DATA FOR ANALYSIS START
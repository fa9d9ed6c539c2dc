//! Database schema migrations.
//!
//! Uses a simple version table approach to track applied migrations.
//! Each migration is a SQL batch that transforms the schema.

use std::num::ParseIntError;

use super::Error;
use tokio_rusqlite::{Connection, params};

/// Migration list: (version, SQL).
///
/// Applied in order; every batch uses CREATE IF NOT EXISTS.
const MIGRATIONS: &[(&str, &str)] = &[
    ("1", include_str!("../../migrations/001_partitions.sql")),
    ("2", include_str!("../../migrations/002_entries.sql")),
];

/// Run any pending migrations against `conn`.
///
/// # Errors
///
/// Returns an error if a migration SQL fails to execute.
pub async fn run(conn: &Connection) -> Result<(), Error> {
    conn.call(|conn| -> Result<(), Error> {
        conn.execute(
            "CREATE TABLE IF NOT EXISTS _migrations (
                version INTEGER PRIMARY KEY,
                applied_at TEXT NOT NULL
            )",
            [],
        )
        .map_err(Error::from)?;

        let current: i64 = conn
            .query_row("SELECT COALESCE(MAX(version), 0) FROM _migrations", [], |row| {
                row.get(0)
            })
            .map_err(Error::from)?;

        for (version, sql) in MIGRATIONS {
            let version_num: i64 = version
                .parse()
                .map_err(|e: ParseIntError| Error::MigrationFailed(e.to_string()))?;
            if version_num > current {
                conn.execute_batch(sql)?;
                conn.execute(
                    "INSERT INTO _migrations (version, applied_at) VALUES (?1, ?2)",
                    params![version_num, chrono::Utc::now().to_rfc3339()],
                )
                .map_err(Error::from)?;
            }
        }

        Ok(())
    })
    .await
    .map_err(Error::from)
}

#[cfg(test)]
mod tests {
    use super::*;

    #[tokio::test]
    async fn test_migrations_idempotent() {
        let conn = Connection::open_in_memory().await.unwrap();
        run(&conn).await.unwrap();
        run(&conn).await.unwrap();

        let tables: i64 = conn
            .call(|conn| {
                conn.query_row(
                    "SELECT COUNT(*) FROM sqlite_master WHERE type='table' AND name IN ('partitions', 'entries')",
                    [],
                    |row| row.get(0),
                )
            })
            .await
            .unwrap();

        assert_eq!(tables, 2);
    }

    #[tokio::test]
    async fn test_migrations_version_tracking() {
        let conn = Connection::open_in_memory().await.unwrap();
        run(&conn).await.unwrap();

        let count: i64 = conn
            .call(|conn| conn.query_row("SELECT COUNT(*) FROM _migrations", [], |row| row.get(0)))
            .await
            .unwrap();

        assert_eq!(count, MIGRATIONS.len() as i64);
    }
}
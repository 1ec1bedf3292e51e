//! # Keyword and Keyterm Handlers
//!
//! Global vocabulary hints kept in the key-value store.
//!
//! ## Endpoints:
//! - `POST /api/v1/keyword/add` - `{"keywords": {"word": boost}}`
//! - `POST /api/v1/keyword/delete` - `{"keywords": ["word"]}`
//! - `GET /api/v1/keyword/list`
//! - `POST /api/v1/keyterm/add` / `POST /api/v1/keyterm/delete` - `{"keyterm": "term"}`
//! - `GET /api/v1/keyterm/list`

use crate::error::{AppError, AppResult};
use crate::state::AppState;
use actix_web::{web, HttpResponse};
use serde::Deserialize;
use serde_json::json;
use std::collections::BTreeMap;
use tracing::info;

#[derive(Debug, Deserialize)]
pub struct KeywordAddRequest {
    pub keywords: BTreeMap<String, i64>,
}

#[derive(Debug, Deserialize)]
pub struct KeywordDeleteRequest {
    pub keywords: Vec<String>,
}

#[derive(Debug, Deserialize)]
pub struct KeytermRequest {
    pub keyterm: String,
}

fn reject_blank<'a>(kind: &str, mut values: impl Iterator<Item = &'a String>) -> AppResult<()> {
    if values.any(|value| value.trim().is_empty()) {
        return Err(AppError::ValidationError(format!("{} must not be empty", kind)));
    }
    Ok(())
}

pub async fn add_keywords(
    state: web::Data<AppState>,
    request: web::Json<KeywordAddRequest>,
) -> AppResult<HttpResponse> {
    reject_blank("Keywords", request.keywords.keys())?;
    info!(keywords = ?request.keywords, "Adding keywords");

    state.keywords().add_keywords(&request.keywords).await?;

    let names: Vec<&str> = request.keywords.keys().map(String::as_str).collect();
    Ok(HttpResponse::Ok().json(json!({
        "message": format!("Keywords {:?} added", names)
    })))
}

pub async fn delete_keywords(
    state: web::Data<AppState>,
    request: web::Json<KeywordDeleteRequest>,
) -> AppResult<HttpResponse> {
    reject_blank("Keywords", request.keywords.iter())?;
    info!(keywords = ?request.keywords, "Deleting keywords");

    let removed = state.keywords().delete_keywords(&request.keywords).await?;

    Ok(HttpResponse::Ok().json(json!({
        "message": format!("Keywords {:?} deleted", request.keywords),
        "removed": removed
    })))
}

pub async fn list_keywords(state: web::Data<AppState>) -> AppResult<HttpResponse> {
    let keywords = state.keywords().list_keywords().await?;
    Ok(HttpResponse::Ok().json(json!({ "keywords": keywords })))
}

pub async fn add_keyterm(
    state: web::Data<AppState>,
    request: web::Json<KeytermRequest>,
) -> AppResult<HttpResponse> {
    reject_blank("Keyterm", std::iter::once(&request.keyterm))?;

    state.keyterms().add_keyterm(&request.keyterm).await?;
    Ok(HttpResponse::Ok().json(json!({ "message": "Keyterm added" })))
}

pub async fn delete_keyterm(
    state: web::Data<AppState>,
    request: web::Json<KeytermRequest>,
) -> AppResult<HttpResponse> {
    reject_blank("Keyterm", std::iter::once(&request.keyterm))?;

    let removed = state.keyterms().delete_keyterm(&request.keyterm).await?;
    Ok(HttpResponse::Ok().json(json!({ "message": "Keyterm deleted", "removed": removed })))
}

pub async fn list_keyterms(state: web::Data<AppState>) -> AppResult<HttpResponse> {
    let keyterms = state.keyterms().list_keyterms().await?;
    Ok(HttpResponse::Ok().json(json!({ "keyterms": keyterms })))
}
DATA FOR ANALYSIS END
* [TRY IT] Copy out the data exactly, keeping each line whole.

* [RESPONSE TO THE TASK]
repository fa9d9ed6c539c2dc
//! Database schema migrations.
//!
//! Uses a simple version table approach to track applied migrations.
//! Each migration is a SQL batch that transforms the schema.

use std::num::ParseIntError;

use super::Error;
use tokio_rusqlite::{Connection, params};

/// Migration list: (version, SQL).
///
/// Applied in order; every batch uses CREATE IF NOT EXISTS.
const MIGRATIONS: &[(&str, &str)] = &[
    ("1", include_str!("../../migrations/001_partitions.sql")),
    ("2", include_str!("../../migrations/002_entries.sql")),
];

/// Run any pending migrations against `conn`.
///
/// # Errors
///
/// Returns an error if a migration SQL fails to execute.
pub async fn run(conn: &Connection) -> Result<(), Error> {
    conn.call(|conn| -> Result<(), Error> {
        conn.execute(
            "CREATE TABLE IF NOT EXISTS _migrations (
                version INTEGER PRIMARY KEY,
                applied_at TEXT NOT NULL
            )",
            [],
        )
        .map_err(Error::from)?;

        let current: i64 = conn
            .query_row("SELECT COALESCE(MAX(version), 0) FROM _migrations", [], |row| {
                row.get(0)
            })
            .map_err(Error::from)?;

        for (version, sql) in MIGRATIONS {
            let version_num: i64 = version
                .parse()
                .map_err(|e: ParseIntError| Error::MigrationFailed(e.to_string()))?;
            if version_num > current {
                conn.execute_batch(sql)?;
                conn.execute(
                    "INSERT INTO _migrations (version, applied_at) VALUES (?1, ?2)",
                    params![version_num, chrono::Utc::now().to_rfc3339()],
                )
                .map_err(Error::from)?;
            }
        }

        Ok(())
    })
    .await
    .map_err(Error::from)
}

#[cfg(test)]
mod tests {
    use super::*;

    #[tokio::test]
    async fn test_migrations_idempotent() {
        let conn = Connection::open_in_memory().await.unwrap();
        run(&conn).await.unwrap();
        run(&conn).await.unwrap();

        let tables: i64 = conn
            .call(|conn| {
                conn.query_row(
                    "SELECT COUNT(*) FROM sqlite_master WHERE type='table' AND name IN ('partitions', 'entries')",
                    [],
                    |row| row.get(0),
                )
            })
            .await
            .unwrap();

        assert_eq!(tables, 2);
    }

    #[tokio::test]
    async fn test_migrations_version_tracking() {
        let conn = Connection::open_in_memory().await.unwrap();
        run(&conn).await.unwrap();

        let count: i64 = conn
            .call(|conn| conn.query_row("SELECT COUNT(*) FROM _migrations", [], |row| row.get(0)))
            .await
            .unwrap();

        assert_eq!(count, MIGRATIONS.len() as i64);
    }
}
repository 1ec1bedf3292e51e
//! # Keyword and Keyterm Handlers
//!
//! Global vocabulary hints kept in the key-value store.
//!
//! ## Endpoints:
//! - `POST /api/v1/keyword/add` - `{"keywords": {"word": boost}}`
//! - `POST /api/v1/keyword/delete` - `{"keywords": ["word"]}`
//! - `GET /api/v1/keyword/list`
//! - `POST /api/v1/keyterm/add` / `POST /api/v1/keyterm/delete` - `{"keyterm": "term"}`
//! - `GET /api/v1/keyterm/list`

use crate::error::{AppError, AppResult};
use crate::state::AppState;
use actix_web::{web, HttpResponse};
use serde::Deserialize;
use serde_json::json;
use std::collections::BTreeMap;
use tracing::info;

#[derive(Debug, Deserialize)]
pub struct KeywordAddRequest {
    pub keywords: BTreeMap<String, i64>,
}

#[derive(Debug, Deserialize)]
pub struct KeywordDeleteRequest {
    pub keywords: Vec<String>,
}

#[derive(Debug, Deserialize)]
pub struct KeytermRequest {
    pub keyterm: String,
}

fn reject_blank<'a>(kind: &str, mut values: impl Iterator<Item = &'a String>) -> AppResult<()> {
    if values.any(|value| value.trim().is_empty()) {
        return Err(AppError::ValidationError(format!("{} must not be empty", kind)));
    }
    Ok(())
}

pub async fn add_keywords(
    state: web::Data<AppState>,
    request: web::Json<KeywordAddRequest>,
) -> AppResult<HttpResponse> {
    reject_blank("Keywords", request.keywords.keys())?;
    info!(keywords = ?request.keywords, "Adding keywords");

    state.keywords().add_keywords(&request.keywords).await?;

    let names: Vec<&str> = request.keywords.keys().map(String::as_str).collect();
    Ok(HttpResponse::Ok().json(json!({
        "message": format!("Keywords {:?} added", names)
    })))
}

pub async fn delete_keywords(
    state: web::Data<AppState>,
    request: web::Json<KeywordDeleteRequest>,
) -> AppResult<HttpResponse> {
    reject_blank("Keywords", request.keywords.iter())?;
    info!(keywords = ?request.keywords, "Deleting keywords");

    let removed = state.keywords().delete_keywords(&request.keywords).await?;

    Ok(HttpResponse::Ok().json(json!({
        "message": format!("Keywords {:?} deleted", request.keywords),
        "removed": removed
    })))
}

pub async fn list_keywords(state: web::Data<AppState>) -> AppResult<HttpResponse> {
    let keywords = state.keywords().list_keywords().await?;
    Ok(HttpResponse::Ok().json(json!({ "keywords": keywords })))
}

pub async fn add_keyterm(
    state: web::Data<AppState>,
    request: web::Json<KeytermRequest>,
) -> AppResult<HttpResponse> {
    reject_blank("Keyterm", std::iter::once(&request.keyterm))?;

    state.keyterms().add_keyterm(&request.keyterm).await?;
    Ok(HttpResponse::Ok().json(json!({ "message": "Keyterm added" })))
}

pub async fn delete_keyterm(
    state: web::Data<AppState>,
    request: web::Json<KeytermRequest>,
) -> AppResult<HttpResponse> {
    reject_blank("Keyterm", std::iter::once(&request.keyterm))?;

    let removed = state.keyterms().delete_keyterm(&request.keyterm).await?;
    Ok(HttpResponse::Ok().json(json!({ "message": "Keyterm deleted", "removed": removed })))
}

pub async fn list_keyterms(state: web::Data<AppState>) -> AppResult<HttpResponse> {
    let keyterms = state.keyterms().list_keyterms().await?;
    Ok(HttpResponse::Ok().json(json!({ "keyterms": keyterms })))
}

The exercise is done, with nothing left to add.